Sexy, stylish, modern yet steeped in Old World charm, Italy plays its postcard self as an idyllic Roman and Florentine backdrop reminiscent of the Audrey Hepburn-Gregory Peck 1953 classic Roman Holiday, or Fellini’s La Dolce Vita (1960). Of course, only a tourist could see it that way, and that’s exactly what Margaret (Fleming) and Clara (Dove Cameron) are.
“Statues and Stories” is a utile curtain-raiser, introducing exotic Florence through the eyes of the two women, conjuring courtships past and future. The prominent swelling strings characterize movie music of the period, but Guettel ballasts his composition with dissonant, modernist undercurrents in a way that elevates the form.
The wind lifts Clara’s hat and lands it in the hands of handsome Fabrizio Naccarelli (Rob Houchen). At first sight, it’s at least deep infatuation, which in stories such as these, might as well be love, because within a few scenes and no more than two dozen broken-English sentences between them, Clara and Fabrizio are talking marriage.
Yawning language gaps are bridged in the usual musical-theater way, with a pair of charming duets, “Passeggiata,” a playful walk through town together, and one of Guettel’s most urgently passionate songs, “Say It Somehow,” to close the first act.
Complications ensue in the second act as we learn the tragic basis of Margaret’s misgivings about her daughter’s impending nuptials — a run in with a Shetland pony (I kid you not), that has permanently impacted the girl’s mental capacities. It’s a ridiculous plot point delivered point blank to the audience by Fleming, one of several clumsy expository passages that mark the show’s weakest element, Craig Lucas’ book based on the novel by Elizabeth Spencer, and subsequent Olivia de Havilland movie of 1962.
Fleming earned a Tony nomination for playing Nettie Fowler in Carousel in 2018, the first appearance in her back-to-back musical-theater hiatus from the opera stage. Like that role, Margaret was conceived with a classically trained singer in mind, helping ease the 60-year-old soprano’s transition to a different stage.

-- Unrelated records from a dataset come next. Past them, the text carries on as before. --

use std::collections::BTreeMap;
use std::sync::{Arc, Mutex, MutexGuard};
use std::time::Duration;

use chrono::NaiveDate;
use serde::Serialize;
use tokio::sync::mpsc;
use tokio::task::JoinHandle;

use crate::config::EngineSettings;
use crate::data::MarketData;
use crate::decision_log::DecisionLogEntry;
use crate::error::{AppError, Result};
use crate::model::{CashDecision, DeclineReasonCode, PortfolioState, RegimeLabel};
use crate::pipeline::RegimePipeline;
use crate::risk_overlay::RiskTier;
use crate::runtime::event::SessionEvent;
use crate::simulation::RebalanceSchedule;

/// Read-only view of a session, taken between ticks.
#[derive(Debug, Clone, PartialEq, Serialize)]
pub struct PortfolioSnapshot {
    pub session_id: String,
    pub value: f64,
    pub cash: f64,
    pub current_regime: Option<RegimeLabel>,
    pub risk_tier: RiskTier,
    pub allocations: BTreeMap<String, f64>,
    pub value_history: Vec<f64>,
    pub date_history: Vec<NaiveDate>,
    pub recent_decisions: Vec<DecisionLogEntry>,
    pub running: bool,
    pub step: usize,
    pub total_steps: usize,
}

struct SessionState {
    portfolio: PortfolioState,
    pipeline: RegimePipeline,
    /// Next step to replay.
    step: usize,
    running: bool,
    started: bool,
    /// Bumped on every start so a worker from an earlier run exits.
    generation: u64,
}

struct SessionCore {
    id: String,
    data: Arc<MarketData>,
    schedule: RebalanceSchedule,
    cost_rate: f64,
    tick_interval: Duration,
    log_tail: usize,
    events: Option<mpsc::Sender<SessionEvent>>,
    state: Mutex<SessionState>,
}

impl SessionCore {
    fn lock(&self) -> Result<MutexGuard<'_, SessionState>> {
        self.state
            .lock()
            .map_err(|_| AppError::StateUnavailable("session state"))
    }

    fn emit(&self, event: SessionEvent) {
        if let Some(tx) = &self.events {
            let _ = tx.try_send(event);
        }
    }

    fn total_steps(&self) -> usize {
        self.data.len()
    }

    /// Replay one step. Returns `false` once the series is exhausted.
    fn tick(&self, state: &mut SessionState) -> bool {
        state.started = true;
        if state.step == 0 {
            state.portfolio.record(self.data.returns.date(0));
            state.step = 1;
        }
        let step = state.step;
        if step >= self.total_steps() {
            return false;
        }

        let regime = state.pipeline.regime_at(step);
        if self
            .schedule
            .is_due(step, state.portfolio.held_weights().is_some())
        {
            let weights = state.pipeline.decide(step, &state.portfolio.value_history);
            let fill = state.portfolio.rebalance(&weights, self.cost_rate);
            self.emit(SessionEvent::Rebalanced {
                session_id: self.id.clone(),
                step,
                regime,
                turnover: fill.turnover,
                cost: fill.cost,
            });
        }

        let date = self.data.returns.date(step);
        state.portfolio.current_regime = Some(regime);
        state
            .portfolio
            .mark_to_market(self.data.returns.tickers(), self.data.returns.row(step));
        state.portfolio.record(date);
        state.step += 1;

        self.emit(SessionEvent::Ticked {
            session_id: self.id.clone(),
            step,
            date,
            value: state.portfolio.value,
            regime,
        });
        true
    }

    fn complete(&self, state: &mut SessionState) {
        state.running = false;
        tracing::info!(
            session_id = %self.id,
            final_value = state.portfolio.value,
            "Real-time session completed"
        );
        self.emit(SessionEvent::Completed {
            session_id: self.id.clone(),
            final_value: state.portfolio.value,
        });
    }
}

/// Accelerated replay of the allocation pipeline against one live portfolio.
///
/// All reads and writes go through a single lock; a tick runs entirely under
/// it, so cash operations and snapshots always land between ticks.
pub struct RealtimeSession {
    core: Arc<SessionCore>,
    worker: Mutex<Option<JoinHandle<()>>>,
}

impl RealtimeSession {
    pub fn new(id: impl Into<String>, pipeline: RegimePipeline, settings: &EngineSettings) -> Result<Self> {
        settings.validate()?;
        let data = Arc::clone(pipeline.data());
        if data.is_empty() {
            return Err(AppError::data_unavailable("session has no steps to replay"));
        }
        let mut pipeline = pipeline;
        pipeline
            .overlay_mut()
            .set_params(settings.risk_tier.params());
        Ok(Self {
            core: Arc::new(SessionCore {
                id: id.into(),
                data,
                schedule: RebalanceSchedule::new(settings.simulation.rebalance_frequency),
                cost_rate: settings.simulation.transaction_cost,
                tick_interval: settings.realtime.tick_interval,
                log_tail: settings.realtime.log_tail,
                events: None,
                state: Mutex::new(SessionState {
                    portfolio: PortfolioState::new(settings.simulation.initial_capital, settings.risk_tier),
                    pipeline,
                    step: 0,
                    running: false,
                    started: false,
                    generation: 0,
                }),
            }),
            worker: Mutex::new(None),
        })
    }

    /// Route progress events to `tx`. Must be set before the first start.
    pub fn with_events(mut self, tx: mpsc::Sender<SessionEvent>) -> Self {
        if let Some(core) = Arc::get_mut(&mut self.core) {
            core.events = Some(tx);
        }
        self
    }

    pub fn id(&self) -> &str {
        &self.core.id
    }

    pub fn is_running(&self) -> Result<bool> {
        Ok(self.core.lock()?.running)
    }

    /// Spawn the tick worker. Returns `false` without side effects when the
    /// session is already running or has replayed every step. Fails, also
    /// without side effects, when called outside a Tokio runtime.
    pub fn start(&self) -> Result<bool> {
        let runtime = tokio::runtime::Handle::try_current()?;
        let generation = {
            let mut state = self.core.lock()?;
            if state.running {
                return Ok(false);
            }
            if state.step >= self.core.total_steps() {
                tracing::warn!(session_id = %self.core.id, "Session already finished; start ignored");
                return Ok(false);
            }
            state.running = true;
            state.started = true;
            state.generation += 1;
            self.core.emit(SessionEvent::Started {
                session_id: self.core.id.clone(),
                step: state.step,
            });
            state.generation
        };

        let core = Arc::clone(&self.core);
        let handle = runtime.spawn(run_worker(core, generation));
        let mut worker = self
            .worker
            .lock()
            .map_err(|_| AppError::StateUnavailable("session worker"))?;
        *worker = Some(handle);
        tracing::info!(
            session_id = %self.core.id,
            tick_ms = self.core.tick_interval.as_millis() as u64,
            "Real-time session started"
        );
        Ok(true)
    }

    /// Request termination at the next tick boundary. Returns `false` when
    /// the session was not running.
    pub fn stop(&self) -> Result<bool> {
        let mut state = self.core.lock()?;
        if !state.running {
            return Ok(false);
        }
        state.running = false;
        tracing::info!(session_id = %self.core.id, step = state.step, "Real-time session stopped");
        self.core.emit(SessionEvent::Stopped {
            session_id: self.core.id.clone(),
            step: state.step,
        });
        Ok(true)
    }

    /// Replay a single step on the caller's thread. Returns `false` once
    /// every step has been replayed, or while the worker owns the replay.
    pub fn advance(&self) -> Result<bool> {
        let mut state = self.core.lock()?;
        if state.running {
            tracing::warn!(session_id = %self.core.id, step = state.step, "Session running; advance ignored");
            return Ok(false);
        }
        Ok(self.core.tick(&mut state))
    }

    pub fn snapshot(&self) -> Result<PortfolioSnapshot> {
        let state = self.core.lock()?;
        Ok(PortfolioSnapshot {
            session_id: self.core.id.clone(),
            value: state.portfolio.value,
            cash: state.portfolio.cash,
            current_regime: state.portfolio.current_regime,
            risk_tier: state.portfolio.risk_tier,
            allocations: state.portfolio.allocation_fractions(),
            value_history: state.portfolio.value_history.clone(),
            date_history: state.portfolio.date_history.clone(),
            recent_decisions: state.pipeline.decisions().get_logs(Some(self.core.log_tail)),
            running: state.running,
            step: state.step,
            total_steps: self.core.total_steps(),
        })
    }

    pub fn deposit(&self, amount: f64) -> Result<CashDecision> {
        self.cash_operation(amount, |p| p.deposit(amount))
    }

    /// Declined, not applied, when `amount` exceeds available cash.
    pub fn withdraw(&self, amount: f64) -> Result<CashDecision> {
        self.cash_operation(-amount, |p| p.withdraw(amount))
    }

    /// `signed_amount` is negative for withdrawals and only used for reporting.
    fn cash_operation(
        &self,
        signed_amount: f64,
        op: impl FnOnce(&mut PortfolioState) -> CashDecision,
    ) -> Result<CashDecision> {
        let mut state = self.core.lock()?;
        let decision = if !state.started {
            CashDecision::declined(
                DeclineReasonCode::SessionNotStarted,
                "Session has not started".to_string(),
                state.portfolio.cash,
                state.portfolio.value,
            )
        } else {
            op(&mut state.portfolio)
        };

        if decision.approved {
            self.core.emit(SessionEvent::CashApplied {
                session_id: self.core.id.clone(),
                amount: signed_amount,
                cash: decision.cash,
            });
        } else {
            let code = decision.reason_code.clone().unwrap_or_default();
            tracing::warn!(
                session_id = %self.core.id,
                amount = signed_amount,
                reason_code = %code,
                "Cash operation declined"
            );
            self.core.emit(SessionEvent::CashDeclined {
                session_id: self.core.id.clone(),
                amount: signed_amount,
                reason_code: code,
            });
        }
        Ok(decision)
    }

    /// Swap overlay parameters; the next rebalance uses the new tier.
    pub fn set_risk_tier(&self, tier: RiskTier) -> Result<()> {
        let mut state = self.core.lock()?;
        state.pipeline.overlay_mut().set_params(tier.params());
        state.portfolio.risk_tier = tier;
        tracing::info!(session_id = %self.core.id, tier = %tier, "Risk tier changed");
        self.core.emit(SessionEvent::RiskTierChanged {
            session_id: self.core.id.clone(),
            tier,
        });
        Ok(())
    }

    /// Wait for the current worker, if any, to exit.
    pub async fn join(&self) -> Result<()> {
        let handle = self
            .worker
            .lock()
            .map_err(|_| AppError::StateUnavailable("session worker"))?
            .take();
        if let Some(handle) = handle {
            if let Err(e) = handle.await {
                tracing::error!(session_id = %self.core.id, error = %e, "Session worker failed");
            }
        }
        Ok(())
    }
}

async fn run_worker(core: Arc<SessionCore>, generation: u64) {
    loop {
        {
            let mut state = match core.lock() {
                Ok(state) => state,
                Err(e) => {
                    tracing::error!(session_id = %core.id, error = %e, "Session worker exiting");
                    return;
                }
            };
            if !state.running || state.generation != generation {
                return;
            }
            if !core.tick(&mut state) {
                core.complete(&mut state);
                return;
            }
        }
        tokio::time::sleep(core.tick_interval).await;
    }
}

It’s jarring at first to watch her not sing, for once, but deliver lines with naturalistic undertones, but Fleming has spent a career delivering emotionally charged performances, appropriately tempered here from operatic to dramatic.
In a role for which veteran Victoria Clark won a Tony, Fleming occasionally finds her low range challenged, and yet the soprano soars, standing out in a cast of excellent singers. Her showstopper, “Dividing Day,” follows a long-distance phone call home to husband Roy, a sufficiently surly Malcom Sinclair. Its mounting cadence and Fleming’s precise phrasing and stirring delivery alone are almost worth the price of admission.
Best known for her work on the Disney Channel, Cameron (who made her New York stage debut last year in Clueless: The Musical) shines as the fragile Clara, a role played previously by Celia Keenan-Bolger and Kelli O’Hara. Cameron warmly embodies the prospect of new love in the show’s title song. Throughout, she walks the line between unsure and determined, tipping from the high of her scenes with Fabrizio into anguished unraveling in “Clara’s Tirade.”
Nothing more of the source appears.